District Attorney Schwartz unfolded the entire story given to him by Sergt. J. W. Rule and Patrolman Matt Forgach of Newport Police and County Detective Henry Jones.

He said at 10:30 yesterday morning neighbors heard “blood-chilling” screams from within the Orban home. When they investigated they found the child writhing in pain. A physician was summoned and ordered the child to the hospital.

Sergt. Rule and Forgach received a call at 11 a. m. from the hospital went to the home for further investigation. They believed at first that the child had been given the ammonia by mistake.

Sergt. Rule said the mother made it clear to him that she meant to poison the child.

He said the mother, in a rambling conversation, said that female children are all right, but that male children grow up to impose upon girls.

Sergt. Rule said the mother repeated “He (the son) wouldn’t have been any good when he grew up.”

~ Offers Gilty Plea ~

Mrs. Orban wasw taken before Justice of the Press Louis Kutz at Newport and she pleaded guilty to a charge of attempt to murder (infanticide).

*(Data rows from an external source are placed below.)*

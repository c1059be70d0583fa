//! Per-symbol chart configuration.
//!
//! This is the shape persisted by the chart settings store. Unknown or missing
//! fields fall back to defaults so that settings written by an older version
//! still load.

use std::fmt;
use std::str::FromStr;

use chrono::{DateTime, Duration, NaiveDate, Utc};
use serde::{Deserialize, Serialize};

use crate::indicators::IndicatorSpec;

/// Storage key prefix for chart settings.
pub const SETTINGS_KEY_PREFIX: &str = "react-financial-chart:";

/// Storage key for a symbol's chart settings.
pub fn settings_key(symbol: &str) -> String {
    format!("{SETTINGS_KEY_PREFIX}{symbol}")
}

#[derive(Debug, Clone, Copy, Default, PartialEq, Eq, Serialize, Deserialize)]
#[serde(rename_all = "snake_case")]
pub enum ChartType {
    #[default]
    Candlestick,
    Line,
    Area,
    Ohlc,
}

impl FromStr for ChartType {
    type Err = String;

    fn from_str(s: &str) -> Result<Self, Self::Err> {
        match s.to_ascii_lowercase().as_str() {
            "candlestick" | "candle" => Ok(Self::Candlestick),
            "line" => Ok(Self::Line),
            "area" => Ok(Self::Area),
            "ohlc" => Ok(Self::Ohlc),
            other => Err(format!("unknown chart type '{other}'")),
        }
    }
}

/// Candle interval.
#[derive(Debug, Clone, Copy, Default, PartialEq, Eq, Hash, Serialize, Deserialize)]
pub enum Interval {
    #[serde(rename = "1m")]
    OneMinute,
    #[serde(rename = "5m")]
    FiveMinutes,
    #[serde(rename = "15m")]
    FifteenMinutes,
    #[serde(rename = "30m")]
    ThirtyMinutes,
    #[serde(rename = "1h")]
    OneHour,
    #[default]
    #[serde(rename = "1d")]
    OneDay,
    #[serde(rename = "1wk")]
    OneWeek,
}

impl Interval {
    pub const ALL: [Interval; 7] = [
        Self::OneMinute,
        Self::FiveMinutes,
        Self::FifteenMinutes,
        Self::ThirtyMinutes,
        Self::OneHour,
        Self::OneDay,
        Self::OneWeek,
    ];

    pub fn as_str(self) -> &'static str {
        match self {
            Self::OneMinute => "1m",
            Self::FiveMinutes => "5m",
            Self::FifteenMinutes => "15m",
            Self::ThirtyMinutes => "30m",
            Self::OneHour => "1h",
            Self::OneDay => "1d",
            Self::OneWeek => "1wk",
        }
    }

    pub fn duration(self) -> Duration {
        match self {
            Self::OneMinute => Duration::minutes(1),
            Self::FiveMinutes => Duration::minutes(5),
            Self::FifteenMinutes => Duration::minutes(15),
            Self::ThirtyMinutes => Duration::minutes(30),
            Self::OneHour => Duration::hours(1),
            Self::OneDay => Duration::days(1),
            Self::OneWeek => Duration::weeks(1),
        }
    }

    pub fn is_intraday(self) -> bool {
        self.duration() < Duration::days(1)
    }
}

impl fmt::Display for Interval {
    fn fmt(&self, f: &mut fmt::Formatter<'_>) -> fmt::Result {
        f.write_str(self.as_str())
    }
}

impl FromStr for Interval {
    type Err = String;

    fn from_str(s: &str) -> Result<Self, Self::Err> {
        Self::ALL
            .into_iter()
            .find(|i| i.as_str() == s)
            .ok_or_else(|| format!("unknown interval '{s}'"))
    }
}

/// Visible date range: a preset lookback or explicit bounds.
#[derive(Debug, Clone, Copy, PartialEq, Eq, Serialize, Deserialize)]
#[serde(rename_all = "snake_case")]
pub enum DateRange {
    #[serde(rename = "1d")]
    OneDay,
    #[serde(rename = "5d")]
    FiveDays,
    #[serde(rename = "1m")]
    OneMonth,
    #[serde(rename = "3m")]
    ThreeMonths,
    #[serde(rename = "6m")]
    SixMonths,
    #[serde(rename = "1y")]
    OneYear,
    #[serde(rename = "5y")]
    FiveYears,
    Max,
    Custom { start: NaiveDate, end: NaiveDate },
}

impl Default for DateRange {
    fn default() -> Self {
        Self::ThreeMonths
    }
}

impl DateRange {
    /// Concrete `(start, end)` bounds relative to `now`. `Max` has no start.
    pub fn bounds(self, now: DateTime<Utc>) -> (Option<NaiveDate>, NaiveDate) {
        let today = now.date_naive();
        let back = |d: Duration| Some(today - d);
        match self {
            Self::OneDay => (back(Duration::days(1)), today),
            Self::FiveDays => (back(Duration::days(5)), today),
            Self::OneMonth => (back(Duration::days(30)), today),
            Self::ThreeMonths => (back(Duration::days(91)), today),
            Self::SixMonths => (back(Duration::days(182)), today),
            Self::OneYear => (back(Duration::days(365)), today),
            Self::FiveYears => (back(Duration::days(5 * 365)), today),
            Self::Max => (None, today),
            Self::Custom { start, end } => (Some(start), end),
        }
    }
}

impl FromStr for DateRange {
    type Err = String;

    /// Accepts a preset (`1d`, `5d`, `1m`, `3m`, `6m`, `1y`, `5y`, `max`) or
    /// `YYYY-MM-DD..YYYY-MM-DD`.
    fn from_str(s: &str) -> Result<Self, Self::Err> {
        if let Some((start, end)) = s.split_once("..") {
            let parse = |v: &str| {
                NaiveDate::parse_from_str(v.trim(), "%Y-%m-%d")
                    .map_err(|e| format!("bad date '{v}': {e}"))
            };
            let (start, end) = (parse(start)?, parse(end)?);
            if start > end {
                return Err(format!("range start {start} is after end {end}"));
            }
            return Ok(Self::Custom { start, end });
        }
        match s.to_ascii_lowercase().as_str() {
            "1d" => Ok(Self::OneDay),
            "5d" => Ok(Self::FiveDays),
            "1m" => Ok(Self::OneMonth),
            "3m" => Ok(Self::ThreeMonths),
            "6m" => Ok(Self::SixMonths),
            "1y" => Ok(Self::OneYear),
            "5y" => Ok(Self::FiveYears),
            "max" => Ok(Self::Max),
            other => Err(format!("unknown date range '{other}'")),
        }
    }
}

/// Everything a chart remembers for one symbol.
#[derive(Debug, Clone, PartialEq, Serialize, Deserialize)]
#[serde(default)]
pub struct ChartSettings {
    pub chart_type: ChartType,
    pub indicators: Vec<IndicatorSpec>,
    pub date_range: DateRange,
    pub interval: Interval,
}

impl Default for ChartSettings {
    fn default() -> Self {
        Self {
            chart_type: ChartType::Candlestick,
            indicators: Vec::new(),
            date_range: DateRange::default(),
            interval: Interval::OneDay,
        }
    }
}

impl ChartSettings {
    /// Toggle an indicator on or off (by display key). Returns true if now active.
    pub fn toggle_indicator(&mut self, spec: IndicatorSpec) -> bool {
        let key = spec.key();
        if let Some(pos) = self.indicators.iter().position(|s| s.key() == key) {
            self.indicators.remove(pos);
            false
        } else {
            self.indicators.push(spec);
            true
        }
    }
}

The mother was then brought before Judge Aponick by District Attorney Schwartz, who said “because of unusual nature of the case he wanted the court to get a clear picture of the circumstances.”

Questioning in the judge’s chambers caused Mrs. Orban to tell of her strange beliefs.

She said at one point during the hearing “I wasn’t born to be married and have children.”

The mother said she loved her daughters. “They are all right,” she declared.

Asked if she would demonstrate how she poured the ammonia down her son’s throat, the mother took one of Judge Aponick’s law books. She cuddled the book in her left arm and with her right hand demonstrated how she tilted the bottle and poured the liquid. “Some of it went over his neck,” she said.

Mrs. Orban steadfastly asserted that the child was not misbehaving, crying or “making a fuss” when she decided to call him into the cellar and pour the ammonia down his throat.

“Have you had any desires recently to wish any persons to their death?” Prosecutor Schwartz asked the mother.

“No, I stopped that nine years ago,” she said.

~ Laughed at Woman ~

“And the used to laugh at me when I showed them my black bead in the white handkerchief,” Mrs. Orban said in relating that relatives and friends did not take her “wishing deaths” seriously.

At no time during the hearing did the mother cry or show signs of emotion. She answered questions point blank and when told several times by First Assistant Prosecutor Mitchell Jenkins that the son was “serious” she merely said “Yes?”

Court officials commented about the appearance of the mother, who was dressed in black.

[“Boy, 2, Dies While Mother Is Held in Jail Charged With Giving Infant Poison – Glen Lyon ‘Hex Doctor,’ Who Says She ‘Killed’ Persons by ‘Wishing Them Dead,’ Admits She Wanted to Get Rid of Boy,” Wilkes-Barre Record (Pa.), Mar. 27, 1940, Sec. 2, p. 1]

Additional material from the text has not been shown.